*Your task*: Going through the entries, how many lines include the string "chrono"? Answer only with the number.

--

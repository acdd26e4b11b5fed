//! One run of the tool: extract, confirm, write.

use std::io::{BufRead, Write};
use std::path::PathBuf;

use chrono::NaiveDateTime;
use tracing::{info, warn};

use crate::error::Result;
use crate::extract::{HeuristicParser, PostingExtractor};
use crate::models::config::Config;
use crate::models::submission::OutputRecord;
use crate::output;
use crate::prompt::{Confirmation, Prompter};

/// What happened to the submission.
#[derive(Debug, Clone, PartialEq, Eq)]
pub enum Outcome {
    /// The posting was written to this path.
    Saved(PathBuf),
    /// The user aborted; nothing was written.
    Aborted,
}

/// Process one clipboard submission.
///
/// `now` stamps the output file name.
pub fn process_submission<R: BufRead, W: Write>(
    config: &Config,
    text: &str,
    prompter: &mut Prompter<R, W>,
    now: NaiveDateTime,
) -> Result<Outcome> {
    let extraction = HeuristicParser::new().extract_from_text(text)?;
    for warning in &extraction.warnings {
        warn!("{}", warning);
    }

    let confirmed = match prompter.confirm(&extraction.fields, config.default_format)? {
        Confirmation::Confirmed(confirmed) => confirmed,
        Confirmation::Aborted => {
            info!("Confirmation aborted, nothing written");
            return Ok(Outcome::Aborted);
        }
    };

    let body = if config.strip_noise {
        extraction.cleaned_body()
    } else {
        extraction.body
    };

    let record = OutputRecord::new(
        &confirmed.company,
        &confirmed.title,
        body,
        confirmed.format,
        now,
    );
    let path = output::save(&config.save_folder, &record)?;

    Ok(Outcome::Saved(path))
}

#[cfg(test)]
mod tests {
    use super::*;
    use crate::error::{ExtractionError, JobclipError, WriteError};
    use crate::models::submission::OutputFormat;
    use chrono::NaiveDate;
    use pretty_assertions::assert_eq;
    use std::fs;
    use std::io::Cursor;

    const POSTING: &str =
        "About the job\nSenior Software Engineer\nAcme Corp\nSeniority level: Mid\nWe build rockets.\n";

    fn now() -> NaiveDateTime {
        NaiveDate::from_ymd_opt(2024, 5, 1)
            .unwrap()
            .and_hms_opt(9, 30, 0)
            .unwrap()
    }

    fn prompter(answers: &str) -> Prompter<Cursor<String>, Vec<u8>> {
        Prompter::new(Cursor::new(answers.to_string()), Vec::new())
    }

    #[test]
    fn test_accepting_guesses_saves_verbatim_body() {
        let dir = tempfile::tempdir().unwrap();
        let config = Config::new(dir.path());

        let outcome = process_submission(&config, POSTING, &mut prompter("\n\n\n"), now()).unwrap();

        let expected = dir
            .path()
            .join("Acme Corp - Senior Software Engineer - 2024-05-01_09-30.txt");
        assert_eq!(outcome, Outcome::Saved(expected.clone()));
        assert_eq!(fs::read_to_string(expected).unwrap(), POSTING);
    }

    #[test]
    fn test_user_values_and_docx() {
        let dir = tempfile::tempdir().unwrap();
        let config = Config::new(dir.path());

        let outcome = process_submission(&config, POSTING, &mut prompter("X\nY\ndocx\n"), now()).unwrap();

        let expected = dir.path().join("Y - X - 2024-05-01_09-30.docx");
        assert_eq!(outcome, Outcome::Saved(expected.clone()));
        assert!(fs::read(expected).unwrap().starts_with(b"PK"));
    }

    #[test]
    fn test_strip_noise_option() {
        let dir = tempfile::tempdir().unwrap();
        let config = Config::new(dir.path())
            .with_default_format(Some(OutputFormat::Txt))
            .with_strip_noise(true);

        let Outcome::Saved(path) = process_submission(&config, POSTING, &mut prompter("\n\n"), now()).unwrap() else {
            panic!("expected a saved file");
        };

        assert_eq!(
            fs::read_to_string(path).unwrap(),
            "About the job\nSenior Software Engineer\nAcme Corp\nWe build rockets.\n"
        );
    }

    #[test]
    fn test_empty_clipboard_creates_nothing() {
        let dir = tempfile::tempdir().unwrap();
        let config = Config::new(dir.path());

        let err = process_submission(&config, "   \n", &mut prompter("\n\n\n"), now()).unwrap_err();

        assert!(matches!(err, JobclipError::Extraction(ExtractionError::EmptyInput)));
        assert_eq!(fs::read_dir(dir.path()).unwrap().count(), 0);
    }

    #[test]
    fn test_abort_creates_nothing() {
        let dir = tempfile::tempdir().unwrap();
        let config = Config::new(dir.path());

        let outcome = process_submission(&config, POSTING, &mut prompter("\n"), now()).unwrap();

        assert_eq!(outcome, Outcome::Aborted);
        assert_eq!(fs::read_dir(dir.path()).unwrap().count(), 0);
    }

    #[test]
    fn test_folder_removed_before_write() {
        let dir = tempfile::tempdir().unwrap();
        let folder = dir.path().join("jobs");
        fs::create_dir(&folder).unwrap();
        let config = Config::new(&folder);
        fs::remove_dir(&folder).unwrap();

        let err = process_submission(&config, POSTING, &mut prompter("\n\n\n"), now()).unwrap_err();

        assert!(matches!(err, JobclipError::Write(WriteError::FolderMissing(_))));
        assert!(!folder.exists());
    }
}
//! Output file writing.
//!
//! The body is serialized into a temporary file inside the destination
//! folder and then persisted under its final name without clobbering, so a
//! failed write never leaves a partial file and an existing file is never
//! replaced.

mod docx;
pub mod filename;
mod text;

pub use docx::DocxWriter;
pub use filename::{component_or_unknown, file_name, sanitize_component};
pub use text::TextWriter;

use std::fs::File;
use std::io::ErrorKind;
use std::path::{Path, PathBuf};

use tracing::{debug, info};

use crate::error::{DocumentError, WriteError};
use crate::models::submission::{OutputFormat, OutputRecord};

/// Highest ` (n)` suffix tried before giving up.
pub const MAX_ATTEMPTS: u32 = 999;

/// Result type for output operations.
pub type Result<T> = std::result::Result<T, WriteError>;

/// Trait for document serializers.
pub trait DocumentWriter {
    /// Format this writer produces.
    fn format(&self) -> OutputFormat;

    /// Serialize `body` into `out`.
    fn write_body(&self, body: &str, out: &mut File) -> std::result::Result<(), DocumentError>;
}

/// Writer for the given format.
pub fn writer_for(format: OutputFormat) -> Box<dyn DocumentWriter> {
    match format {
        OutputFormat::Txt => Box::new(TextWriter),
        OutputFormat::Docx => Box::new(DocxWriter),
    }
}

/// Write `record` into `folder` and return the path of the new file.
pub fn save(folder: &Path, record: &OutputRecord) -> Result<PathBuf> {
    if !folder.is_dir() {
        return Err(WriteError::FolderMissing(folder.to_path_buf()));
    }

    let first_path = folder.join(file_name(record, 1));
    let writer = writer_for(record.format());

    let mut staged = tempfile::Builder::new()
        .prefix(".jobclip-")
        .suffix(".part")
        .tempfile_in(folder)
        .map_err(|source| WriteError::Io {
            path: first_path.clone(),
            source,
        })?;

    writer
        .write_body(record.body(), staged.as_file_mut())
        .map_err(|e| match e {
            DocumentError::Io(source) => WriteError::Io {
                path: first_path.clone(),
                source,
            },
            DocumentError::Encode(reason) => WriteError::Serialize {
                path: first_path.clone(),
                reason,
            },
        })?;

    staged
        .as_file_mut()
        .sync_all()
        .map_err(|source| WriteError::Io {
            path: first_path.clone(),
            source,
        })?;

    for attempt in 1..=MAX_ATTEMPTS {
        let path = folder.join(file_name(record, attempt));
        match staged.persist_noclobber(&path) {
            Ok(_) => {
                info!("Saved {} bytes to {}", record.body().len(), path.display());
                return Ok(path);
            }
            Err(e) if e.error.kind() == ErrorKind::AlreadyExists => {
                debug!("{} already exists, trying the next name", path.display());
                staged = e.file;
            }
            Err(e) => {
                return Err(WriteError::Io {
                    path,
                    source: e.error,
                });
            }
        }
    }

    Err(WriteError::Collision(first_path))
}
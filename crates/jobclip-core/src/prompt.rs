//! Interactive confirmation of the extracted fields and the output format.

use std::io::{self, BufRead, Write};

use tracing::debug;

use crate::models::submission::{ExtractedFields, OutputFormat, UNKNOWN};
use crate::output::sanitize_component;

/// Values the user settled on.
#[derive(Debug, Clone, PartialEq, Eq)]
pub struct ConfirmedPosting {
    pub title: String,
    pub company: String,
    pub format: OutputFormat,
}

/// How the confirmation ended.
#[derive(Debug, Clone, PartialEq, Eq)]
pub enum Confirmation {
    /// Both fields and the format are settled.
    Confirmed(ConfirmedPosting),
    /// Input ended before everything was answered.
    Aborted,
}

/// Request/response prompter over any line-based input and output.
pub struct Prompter<R, W> {
    input: R,
    output: W,
}

impl<R: BufRead, W: Write> Prompter<R, W> {
    pub fn new(input: R, output: W) -> Self {
        Self { input, output }
    }

    /// Give back the underlying reader and writer.
    pub fn into_inner(self) -> (R, W) {
        (self.input, self.output)
    }

    /// Show the guesses and collect the final title, company and format.
    ///
    /// The format prompt is skipped when `default_format` is set. Invalid
    /// answers are re-asked until a valid one arrives or input ends.
    pub fn confirm(
        &mut self,
        guess: &ExtractedFields,
        default_format: Option<OutputFormat>,
    ) -> io::Result<Confirmation> {
        writeln!(self.output, "Detected from clipboard:")?;
        writeln!(self.output, "  Job title: {}", display(guess.title.as_deref()))?;
        writeln!(self.output, "  Company:   {}", display(guess.company.as_deref()))?;
        writeln!(self.output, "Press Enter to keep a value, or type a replacement.")?;

        let Some(title) = self.ask_field("Job title", guess.title.as_deref())? else {
            return Ok(Confirmation::Aborted);
        };
        let Some(company) = self.ask_field("Company", guess.company.as_deref())? else {
            return Ok(Confirmation::Aborted);
        };

        let format = match default_format {
            Some(format) => format,
            None => match self.ask_format()? {
                Some(format) => format,
                None => return Ok(Confirmation::Aborted),
            },
        };

        debug!("Confirmed title {:?}, company {:?}, format {}", title, company, format);

        Ok(Confirmation::Confirmed(ConfirmedPosting {
            title,
            company,
            format,
        }))
    }

    fn ask_field(&mut self, label: &str, guess: Option<&str>) -> io::Result<Option<String>> {
        loop {
            match guess {
                Some(value) => write!(self.output, "{label} [{value}]: ")?,
                None => write!(self.output, "{label} (not found, Enter for {UNKNOWN}): ")?,
            }

            let Some(answer) = self.read_answer()? else {
                return Ok(None);
            };

            if answer.is_empty() {
                return Ok(Some(guess.unwrap_or(UNKNOWN).to_string()));
            }

            if sanitize_component(&answer).is_some() {
                return Ok(Some(answer));
            }

            writeln!(self.output, "'{answer}' can't be used in a file name, try again.")?;
        }
    }

    fn ask_format(&mut self) -> io::Result<Option<OutputFormat>> {
        loop {
            write!(
                self.output,
                "Output format [txt/docx] ({}): ",
                OutputFormat::default()
            )?;

            let Some(answer) = self.read_answer()? else {
                return Ok(None);
            };

            if answer.is_empty() {
                return Ok(Some(OutputFormat::default()));
            }

            match answer.parse::<OutputFormat>() {
                Ok(format) => return Ok(Some(format)),
                Err(_) => writeln!(self.output, "Please enter 'txt' or 'docx'.")?,
            }
        }
    }

    /// Next trimmed line, or `None` at end of input.
    fn read_answer(&mut self) -> io::Result<Option<String>> {
        self.output.flush()?;
        let mut line = String::new();
        if self.input.read_line(&mut line)? == 0 {
            writeln!(self.output)?;
            return Ok(None);
        }
        Ok(Some(line.trim().to_string()))
    }
}

fn display(value: Option<&str>) -> &str {
    value.unwrap_or("not found")
}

--

*Output*: 2